Resultaten Cue-reactiviteit en verlangen in combinatie met verminderde remmende controle, impliciete cognities (bijv. Benaderingsneigingen) en het ervaren van bevrediging en compensatie in verband met pornografiegebruik zijn aangetoond bij personen met symptomen van een pornografische gebruiksstoornis. Neurowetenschappelijke studies bevestigen de betrokkenheid van verslavingsgerelateerde hersencircuits, waaronder het ventrale striatum en andere delen van fronto-striatale lussen, bij de ontwikkeling en het onderhoud van problematisch pornografiegebruik. Casusrapporten en proof-of-concept-studies suggereren de werkzaamheid van farmacologische interventies, bijvoorbeeld de opioïde antagonist naltrexon, voor de behandeling van personen met een stoornis bij het gebruik van pornografie en een compulsieve stoornis in seksueel gedrag. Gerandomiseerde, placebogecontroleerde klinische onderzoeken zijn nodig om de mogelijke langetermijneffecten van farmacologische interventies aan te tonen. Systematisch onderzoek naar de effectiviteit van preventiemethoden voor problematisch pornografiegebruik ontbreekt nog, maar een zeer belangrijk onderwerp voor toekomstig onderzoek en praktijk.
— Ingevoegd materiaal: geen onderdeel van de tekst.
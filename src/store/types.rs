//! Row types shared by the event log and the snapshot series

use serde::{Deserialize, Serialize};
use std::cmp::Ordering;
use std::fmt;
use std::str::FromStr;

/// Composite log position `<unix_millis>-<seq>`
///
/// Ordering is numeric on `(millis, seq)`, which is exactly append order.
/// `seq` disambiguates entries appended within the same millisecond.
#[derive(Debug, Clone, Copy, PartialEq, Eq, Hash, Default)]
pub struct StreamId {
    pub millis: u64,
    pub seq: u64,
}

impl StreamId {
    /// Position before every entry
    pub const ORIGIN: StreamId = StreamId { millis: 0, seq: 0 };

    pub fn new(millis: u64, seq: u64) -> Self {
        Self { millis, seq }
    }

    /// Smallest id strictly greater than `self`
    pub fn successor(&self) -> Self {
        match self.seq.checked_add(1) {
            Some(seq) => Self::new(self.millis, seq),
            None => Self::new(self.millis + 1, 0),
        }
    }

    /// Arrival instant used for race ranking
    pub fn timestamp_ms(&self) -> i64 {
        self.millis as i64
    }
}

impl Ord for StreamId {
    fn cmp(&self, other: &Self) -> Ordering {
        self.millis
            .cmp(&other.millis)
            .then_with(|| self.seq.cmp(&other.seq))
    }
}

impl PartialOrd for StreamId {
    fn partial_cmp(&self, other: &Self) -> Option<Ordering> {
        Some(self.cmp(other))
    }
}

impl fmt::Display for StreamId {
    fn fmt(&self, f: &mut fmt::Formatter<'_>) -> fmt::Result {
        write!(f, "{}-{}", self.millis, self.seq)
    }
}

#[derive(Debug, Clone, PartialEq, Eq)]
pub struct InvalidStreamId(pub String);

impl fmt::Display for InvalidStreamId {
    fn fmt(&self, f: &mut fmt::Formatter<'_>) -> fmt::Result {
        write!(f, "Invalid stream id: {:?}", self.0)
    }
}

impl std::error::Error for InvalidStreamId {}

impl FromStr for StreamId {
    type Err = InvalidStreamId;

    fn from_str(s: &str) -> Result<Self, Self::Err> {
        let invalid = || InvalidStreamId(s.to_string());
        let (millis, seq) = match s.split_once('-') {
            Some((millis, seq)) => (millis, seq),
            None => (s, "0"),
        };
        let millis = millis.parse::<u64>().map_err(|_| invalid())?;
        let seq = seq.parse::<u64>().map_err(|_| invalid())?;
        Ok(Self::new(millis, seq))
    }
}

impl Serialize for StreamId {
    fn serialize<S: serde::Serializer>(&self, serializer: S) -> Result<S::Ok, S::Error> {
        serializer.collect_str(self)
    }
}

impl<'de> Deserialize<'de> for StreamId {
    fn deserialize<D: serde::Deserializer<'de>>(deserializer: D) -> Result<Self, D::Error> {
        let s = String::deserialize(deserializer)?;
        s.parse().map_err(serde::de::Error::custom)
    }
}

/// One raw row of the event log
///
/// Detectors write every field as text, so nothing here is validated yet.
/// `Event::from_entry` turns it into a typed detection.
#[derive(Debug, Clone, PartialEq, Serialize, Deserialize)]
pub struct LogEntry {
    pub id: StreamId,
    pub token_id: Option<String>,
    pub count: Option<String>,
    pub source_id: Option<String>,
    pub timestamp: Option<String>,
}

/// One ranked entry of a token's market-depth series, payload still unparsed
#[derive(Debug, Clone, PartialEq)]
pub struct RawSnapshot {
    pub score: i64,
    pub payload: String,
}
Conclusie Theoretische overwegingen en empirisch bewijs suggereren dat de psychologische en neurobiologische mechanismen die betrokken zijn bij verslavende stoornissen ook geldig zijn voor stoornissen in het gebruik van pornografie. Systematische studies naar mogelijke interventiestrategieën zijn een van de belangrijkste uitdagingen voor toekomstig onderzoek met gegevens voor evidence-based preventie en behandeling van een stoornis bij het gebruik van pornografie.